- [Information]:
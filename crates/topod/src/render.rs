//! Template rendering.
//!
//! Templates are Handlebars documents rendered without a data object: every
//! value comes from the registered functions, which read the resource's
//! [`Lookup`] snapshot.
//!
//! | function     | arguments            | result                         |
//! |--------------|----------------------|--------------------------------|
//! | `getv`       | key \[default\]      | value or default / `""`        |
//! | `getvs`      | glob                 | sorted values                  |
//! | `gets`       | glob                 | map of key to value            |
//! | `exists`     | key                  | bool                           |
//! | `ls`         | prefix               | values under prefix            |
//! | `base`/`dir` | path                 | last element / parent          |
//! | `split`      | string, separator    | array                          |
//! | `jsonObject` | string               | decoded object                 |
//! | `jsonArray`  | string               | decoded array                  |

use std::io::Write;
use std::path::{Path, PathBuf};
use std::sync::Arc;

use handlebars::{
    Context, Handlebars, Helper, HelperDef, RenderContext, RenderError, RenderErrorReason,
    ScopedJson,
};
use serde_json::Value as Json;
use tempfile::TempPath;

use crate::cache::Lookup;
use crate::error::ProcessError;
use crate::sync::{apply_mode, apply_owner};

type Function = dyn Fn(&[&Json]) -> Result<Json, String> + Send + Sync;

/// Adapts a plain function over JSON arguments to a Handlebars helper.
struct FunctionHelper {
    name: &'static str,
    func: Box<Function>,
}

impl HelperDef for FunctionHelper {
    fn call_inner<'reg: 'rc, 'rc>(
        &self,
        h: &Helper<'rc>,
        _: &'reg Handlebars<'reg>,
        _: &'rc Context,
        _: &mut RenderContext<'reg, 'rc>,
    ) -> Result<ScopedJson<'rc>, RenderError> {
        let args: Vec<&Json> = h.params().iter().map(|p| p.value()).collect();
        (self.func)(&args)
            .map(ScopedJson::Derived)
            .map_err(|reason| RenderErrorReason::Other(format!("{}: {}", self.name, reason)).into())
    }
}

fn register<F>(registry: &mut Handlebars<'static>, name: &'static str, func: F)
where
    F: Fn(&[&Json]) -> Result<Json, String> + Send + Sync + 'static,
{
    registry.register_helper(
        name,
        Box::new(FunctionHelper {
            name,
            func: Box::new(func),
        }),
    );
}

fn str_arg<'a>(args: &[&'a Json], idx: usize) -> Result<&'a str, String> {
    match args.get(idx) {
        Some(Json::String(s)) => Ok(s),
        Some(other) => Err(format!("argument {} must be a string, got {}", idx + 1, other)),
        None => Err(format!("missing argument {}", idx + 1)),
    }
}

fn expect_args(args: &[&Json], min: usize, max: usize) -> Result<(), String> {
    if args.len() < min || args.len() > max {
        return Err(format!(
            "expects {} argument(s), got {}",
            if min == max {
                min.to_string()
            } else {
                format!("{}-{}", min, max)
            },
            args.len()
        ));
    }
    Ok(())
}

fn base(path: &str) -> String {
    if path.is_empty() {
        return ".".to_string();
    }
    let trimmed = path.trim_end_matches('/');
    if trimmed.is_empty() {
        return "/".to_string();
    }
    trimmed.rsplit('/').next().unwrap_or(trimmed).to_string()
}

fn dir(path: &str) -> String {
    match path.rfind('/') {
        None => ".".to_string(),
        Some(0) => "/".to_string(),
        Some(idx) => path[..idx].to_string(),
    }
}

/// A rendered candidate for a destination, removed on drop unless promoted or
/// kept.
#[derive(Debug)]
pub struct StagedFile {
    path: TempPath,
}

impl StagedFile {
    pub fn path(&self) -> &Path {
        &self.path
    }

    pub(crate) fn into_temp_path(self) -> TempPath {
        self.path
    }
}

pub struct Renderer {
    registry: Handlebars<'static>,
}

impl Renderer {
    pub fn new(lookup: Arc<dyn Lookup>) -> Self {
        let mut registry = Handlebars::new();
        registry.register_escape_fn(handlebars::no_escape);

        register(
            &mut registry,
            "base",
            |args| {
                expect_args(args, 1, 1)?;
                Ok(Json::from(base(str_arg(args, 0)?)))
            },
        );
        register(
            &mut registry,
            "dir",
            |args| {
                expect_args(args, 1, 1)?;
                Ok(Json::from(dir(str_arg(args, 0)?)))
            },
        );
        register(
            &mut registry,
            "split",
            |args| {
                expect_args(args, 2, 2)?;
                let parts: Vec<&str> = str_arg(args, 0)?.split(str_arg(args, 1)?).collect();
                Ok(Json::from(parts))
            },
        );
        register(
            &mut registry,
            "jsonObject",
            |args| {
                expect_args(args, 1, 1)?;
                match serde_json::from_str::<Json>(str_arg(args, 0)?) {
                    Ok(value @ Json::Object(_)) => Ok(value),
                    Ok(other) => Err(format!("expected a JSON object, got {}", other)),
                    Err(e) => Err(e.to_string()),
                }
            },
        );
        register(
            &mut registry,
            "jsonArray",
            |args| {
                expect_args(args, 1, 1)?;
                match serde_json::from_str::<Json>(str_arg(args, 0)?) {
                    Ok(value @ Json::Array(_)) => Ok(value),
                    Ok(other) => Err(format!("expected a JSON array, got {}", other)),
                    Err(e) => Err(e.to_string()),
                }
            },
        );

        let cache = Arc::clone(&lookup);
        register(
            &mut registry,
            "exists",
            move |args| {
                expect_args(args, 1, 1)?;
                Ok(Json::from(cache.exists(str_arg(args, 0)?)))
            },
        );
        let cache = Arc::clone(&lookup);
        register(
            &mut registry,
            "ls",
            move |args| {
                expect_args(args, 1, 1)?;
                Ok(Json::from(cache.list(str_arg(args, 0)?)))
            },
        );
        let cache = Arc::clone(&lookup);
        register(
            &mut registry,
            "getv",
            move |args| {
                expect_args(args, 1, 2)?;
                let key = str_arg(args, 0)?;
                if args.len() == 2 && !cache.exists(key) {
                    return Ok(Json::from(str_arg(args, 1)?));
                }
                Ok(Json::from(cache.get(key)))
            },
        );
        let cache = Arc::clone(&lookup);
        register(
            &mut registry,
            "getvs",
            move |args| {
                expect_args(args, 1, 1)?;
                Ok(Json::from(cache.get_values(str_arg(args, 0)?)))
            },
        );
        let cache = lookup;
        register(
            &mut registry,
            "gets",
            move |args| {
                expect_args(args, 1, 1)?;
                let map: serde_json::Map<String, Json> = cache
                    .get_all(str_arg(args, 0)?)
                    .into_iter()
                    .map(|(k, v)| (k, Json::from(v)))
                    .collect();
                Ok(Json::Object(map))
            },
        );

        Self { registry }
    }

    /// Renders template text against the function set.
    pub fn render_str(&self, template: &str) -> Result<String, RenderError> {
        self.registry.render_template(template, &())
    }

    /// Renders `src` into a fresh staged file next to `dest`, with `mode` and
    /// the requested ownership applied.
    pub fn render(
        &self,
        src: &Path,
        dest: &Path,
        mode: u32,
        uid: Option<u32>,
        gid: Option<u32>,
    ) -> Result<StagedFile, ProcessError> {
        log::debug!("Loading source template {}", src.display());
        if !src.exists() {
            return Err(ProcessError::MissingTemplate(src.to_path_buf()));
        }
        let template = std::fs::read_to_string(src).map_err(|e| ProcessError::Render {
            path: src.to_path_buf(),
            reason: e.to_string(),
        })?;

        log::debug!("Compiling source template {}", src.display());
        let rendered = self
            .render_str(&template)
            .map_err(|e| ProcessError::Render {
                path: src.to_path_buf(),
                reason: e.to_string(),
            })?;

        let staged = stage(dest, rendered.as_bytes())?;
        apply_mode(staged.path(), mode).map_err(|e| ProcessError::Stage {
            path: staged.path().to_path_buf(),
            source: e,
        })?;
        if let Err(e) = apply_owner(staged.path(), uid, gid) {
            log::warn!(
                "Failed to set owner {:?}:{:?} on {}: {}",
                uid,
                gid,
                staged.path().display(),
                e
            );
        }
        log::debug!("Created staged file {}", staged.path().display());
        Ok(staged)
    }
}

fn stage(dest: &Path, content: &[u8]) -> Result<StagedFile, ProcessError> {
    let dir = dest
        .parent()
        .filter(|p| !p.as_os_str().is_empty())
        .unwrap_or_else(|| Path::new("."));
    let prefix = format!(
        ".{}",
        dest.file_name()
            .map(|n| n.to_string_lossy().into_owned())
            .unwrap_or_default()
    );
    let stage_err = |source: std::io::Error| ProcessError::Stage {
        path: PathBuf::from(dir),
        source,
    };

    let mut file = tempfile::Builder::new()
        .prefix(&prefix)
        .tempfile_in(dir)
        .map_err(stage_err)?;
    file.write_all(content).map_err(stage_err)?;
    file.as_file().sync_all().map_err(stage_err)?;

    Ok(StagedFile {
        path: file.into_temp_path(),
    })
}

...

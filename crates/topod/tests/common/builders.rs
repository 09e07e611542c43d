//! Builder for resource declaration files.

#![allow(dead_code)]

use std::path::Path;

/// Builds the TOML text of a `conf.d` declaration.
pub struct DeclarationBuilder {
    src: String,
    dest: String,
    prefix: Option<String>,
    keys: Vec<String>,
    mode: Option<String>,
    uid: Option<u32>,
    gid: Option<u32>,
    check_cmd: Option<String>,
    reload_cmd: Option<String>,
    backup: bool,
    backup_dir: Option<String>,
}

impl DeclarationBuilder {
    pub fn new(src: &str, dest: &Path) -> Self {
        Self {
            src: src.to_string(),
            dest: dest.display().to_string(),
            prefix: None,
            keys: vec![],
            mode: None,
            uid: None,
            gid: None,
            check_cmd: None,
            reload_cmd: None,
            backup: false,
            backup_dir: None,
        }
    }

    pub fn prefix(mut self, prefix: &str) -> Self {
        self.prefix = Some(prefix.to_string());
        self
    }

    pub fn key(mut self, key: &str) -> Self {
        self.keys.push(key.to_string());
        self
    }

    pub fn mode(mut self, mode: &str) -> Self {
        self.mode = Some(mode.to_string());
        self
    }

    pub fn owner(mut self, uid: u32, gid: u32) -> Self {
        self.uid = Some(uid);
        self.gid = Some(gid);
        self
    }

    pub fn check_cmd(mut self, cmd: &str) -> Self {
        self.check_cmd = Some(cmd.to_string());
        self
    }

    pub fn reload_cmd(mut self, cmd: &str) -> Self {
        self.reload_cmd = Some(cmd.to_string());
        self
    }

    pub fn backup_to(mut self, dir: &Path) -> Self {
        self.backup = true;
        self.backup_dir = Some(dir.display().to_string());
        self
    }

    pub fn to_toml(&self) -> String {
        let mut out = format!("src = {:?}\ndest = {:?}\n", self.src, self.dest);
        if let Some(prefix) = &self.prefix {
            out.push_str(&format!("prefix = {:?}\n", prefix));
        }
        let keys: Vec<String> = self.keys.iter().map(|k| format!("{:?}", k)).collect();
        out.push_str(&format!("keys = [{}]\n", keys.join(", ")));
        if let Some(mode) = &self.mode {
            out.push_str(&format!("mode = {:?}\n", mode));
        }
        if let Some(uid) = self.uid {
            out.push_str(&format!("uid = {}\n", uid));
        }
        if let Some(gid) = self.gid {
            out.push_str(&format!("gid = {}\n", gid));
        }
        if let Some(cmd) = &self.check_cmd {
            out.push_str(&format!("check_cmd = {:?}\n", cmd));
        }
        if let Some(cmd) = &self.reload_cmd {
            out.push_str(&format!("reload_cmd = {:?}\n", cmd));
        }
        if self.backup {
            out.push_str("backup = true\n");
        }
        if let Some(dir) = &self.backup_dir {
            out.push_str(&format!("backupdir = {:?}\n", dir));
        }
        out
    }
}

* * *

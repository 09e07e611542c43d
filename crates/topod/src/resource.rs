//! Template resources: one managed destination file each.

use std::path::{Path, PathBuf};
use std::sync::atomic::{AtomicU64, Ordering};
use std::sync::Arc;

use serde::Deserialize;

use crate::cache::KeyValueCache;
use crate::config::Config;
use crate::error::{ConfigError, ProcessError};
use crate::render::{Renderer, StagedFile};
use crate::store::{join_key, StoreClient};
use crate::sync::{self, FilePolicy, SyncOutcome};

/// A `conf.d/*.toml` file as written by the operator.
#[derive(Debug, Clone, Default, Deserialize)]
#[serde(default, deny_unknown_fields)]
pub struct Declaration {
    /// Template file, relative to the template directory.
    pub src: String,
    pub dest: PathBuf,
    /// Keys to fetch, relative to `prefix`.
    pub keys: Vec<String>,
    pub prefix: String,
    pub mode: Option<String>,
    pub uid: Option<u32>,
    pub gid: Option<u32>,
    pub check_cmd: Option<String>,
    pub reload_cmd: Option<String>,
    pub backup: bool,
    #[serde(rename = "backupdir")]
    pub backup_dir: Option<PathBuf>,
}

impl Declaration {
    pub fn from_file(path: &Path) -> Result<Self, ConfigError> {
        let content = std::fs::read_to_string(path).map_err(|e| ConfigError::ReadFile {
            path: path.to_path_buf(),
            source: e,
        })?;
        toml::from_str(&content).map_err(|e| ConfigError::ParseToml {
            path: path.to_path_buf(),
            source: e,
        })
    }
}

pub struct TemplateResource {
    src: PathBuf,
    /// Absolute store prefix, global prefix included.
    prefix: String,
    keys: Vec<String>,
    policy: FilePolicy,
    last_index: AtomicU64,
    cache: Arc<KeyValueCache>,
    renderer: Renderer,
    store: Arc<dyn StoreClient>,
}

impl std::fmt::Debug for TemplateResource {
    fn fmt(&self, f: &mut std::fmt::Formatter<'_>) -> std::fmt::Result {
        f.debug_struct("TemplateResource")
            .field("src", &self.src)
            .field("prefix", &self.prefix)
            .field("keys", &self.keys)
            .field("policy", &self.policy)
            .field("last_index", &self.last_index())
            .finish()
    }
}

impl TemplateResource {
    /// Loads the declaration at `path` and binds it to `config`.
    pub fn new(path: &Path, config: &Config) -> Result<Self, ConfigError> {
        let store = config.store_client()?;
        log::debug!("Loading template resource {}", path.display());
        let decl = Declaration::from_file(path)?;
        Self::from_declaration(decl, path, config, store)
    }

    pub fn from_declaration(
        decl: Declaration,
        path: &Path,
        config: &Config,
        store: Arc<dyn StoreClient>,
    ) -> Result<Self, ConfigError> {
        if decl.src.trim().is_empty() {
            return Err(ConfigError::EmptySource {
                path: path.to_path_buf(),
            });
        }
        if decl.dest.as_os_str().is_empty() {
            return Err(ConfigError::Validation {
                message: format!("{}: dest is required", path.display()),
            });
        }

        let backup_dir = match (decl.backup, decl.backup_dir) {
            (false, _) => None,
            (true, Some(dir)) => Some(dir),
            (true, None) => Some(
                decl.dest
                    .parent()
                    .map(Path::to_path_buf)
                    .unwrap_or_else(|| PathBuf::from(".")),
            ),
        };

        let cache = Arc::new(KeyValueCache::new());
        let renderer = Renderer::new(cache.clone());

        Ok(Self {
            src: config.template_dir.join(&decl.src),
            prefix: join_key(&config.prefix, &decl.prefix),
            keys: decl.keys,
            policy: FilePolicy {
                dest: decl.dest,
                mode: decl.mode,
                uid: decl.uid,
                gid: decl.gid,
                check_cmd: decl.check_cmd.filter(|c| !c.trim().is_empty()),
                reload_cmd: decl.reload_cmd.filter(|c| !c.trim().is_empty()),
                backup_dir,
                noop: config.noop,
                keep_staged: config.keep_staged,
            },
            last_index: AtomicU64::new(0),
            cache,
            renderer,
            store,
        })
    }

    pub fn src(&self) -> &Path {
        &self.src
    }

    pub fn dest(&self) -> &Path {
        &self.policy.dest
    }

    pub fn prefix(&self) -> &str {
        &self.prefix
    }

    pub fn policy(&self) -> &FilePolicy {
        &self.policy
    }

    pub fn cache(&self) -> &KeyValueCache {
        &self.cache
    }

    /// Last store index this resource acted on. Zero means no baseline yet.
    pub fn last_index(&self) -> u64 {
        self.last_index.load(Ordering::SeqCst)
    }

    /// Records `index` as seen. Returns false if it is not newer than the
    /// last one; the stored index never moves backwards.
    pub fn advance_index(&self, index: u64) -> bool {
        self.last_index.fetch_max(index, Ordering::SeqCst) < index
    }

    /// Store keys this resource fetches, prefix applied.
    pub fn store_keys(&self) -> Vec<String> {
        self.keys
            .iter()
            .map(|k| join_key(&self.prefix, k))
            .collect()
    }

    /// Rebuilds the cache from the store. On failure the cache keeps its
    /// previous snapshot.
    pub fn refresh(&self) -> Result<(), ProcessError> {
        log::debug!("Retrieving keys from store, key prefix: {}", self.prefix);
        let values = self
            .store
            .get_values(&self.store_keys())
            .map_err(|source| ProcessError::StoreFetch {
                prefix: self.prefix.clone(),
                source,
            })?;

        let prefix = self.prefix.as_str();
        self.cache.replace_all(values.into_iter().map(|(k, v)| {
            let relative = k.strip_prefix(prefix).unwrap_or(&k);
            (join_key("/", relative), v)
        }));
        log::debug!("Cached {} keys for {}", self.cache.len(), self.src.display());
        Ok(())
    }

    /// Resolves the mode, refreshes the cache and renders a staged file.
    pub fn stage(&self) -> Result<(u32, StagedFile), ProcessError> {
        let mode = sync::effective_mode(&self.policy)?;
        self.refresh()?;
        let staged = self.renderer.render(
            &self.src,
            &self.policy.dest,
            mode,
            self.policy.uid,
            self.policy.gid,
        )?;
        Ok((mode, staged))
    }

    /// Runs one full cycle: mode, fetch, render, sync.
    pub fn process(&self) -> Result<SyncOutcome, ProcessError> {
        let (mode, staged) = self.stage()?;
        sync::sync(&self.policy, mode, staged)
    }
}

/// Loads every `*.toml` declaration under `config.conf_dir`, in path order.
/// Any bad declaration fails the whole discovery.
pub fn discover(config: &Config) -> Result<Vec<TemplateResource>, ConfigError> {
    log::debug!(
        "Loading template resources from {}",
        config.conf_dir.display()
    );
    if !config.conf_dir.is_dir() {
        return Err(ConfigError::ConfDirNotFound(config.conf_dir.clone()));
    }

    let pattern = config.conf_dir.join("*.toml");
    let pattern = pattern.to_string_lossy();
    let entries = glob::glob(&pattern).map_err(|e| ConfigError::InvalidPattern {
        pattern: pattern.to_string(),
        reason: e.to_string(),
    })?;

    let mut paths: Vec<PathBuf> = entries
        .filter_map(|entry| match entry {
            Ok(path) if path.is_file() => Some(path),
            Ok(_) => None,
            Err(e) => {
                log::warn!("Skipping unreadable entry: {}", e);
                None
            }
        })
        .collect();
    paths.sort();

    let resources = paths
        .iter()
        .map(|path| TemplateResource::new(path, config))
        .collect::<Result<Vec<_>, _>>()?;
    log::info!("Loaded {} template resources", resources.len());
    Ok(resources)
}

- [Work order]:
Scanning the data above, copy out every line where "impl" is found.

- [Task solution]:
impl HelperDef for FunctionHelper {
impl StagedFile {
impl Renderer {
impl DeclarationBuilder {
impl Declaration {
impl std::fmt::Debug for TemplateResource {
impl TemplateResource {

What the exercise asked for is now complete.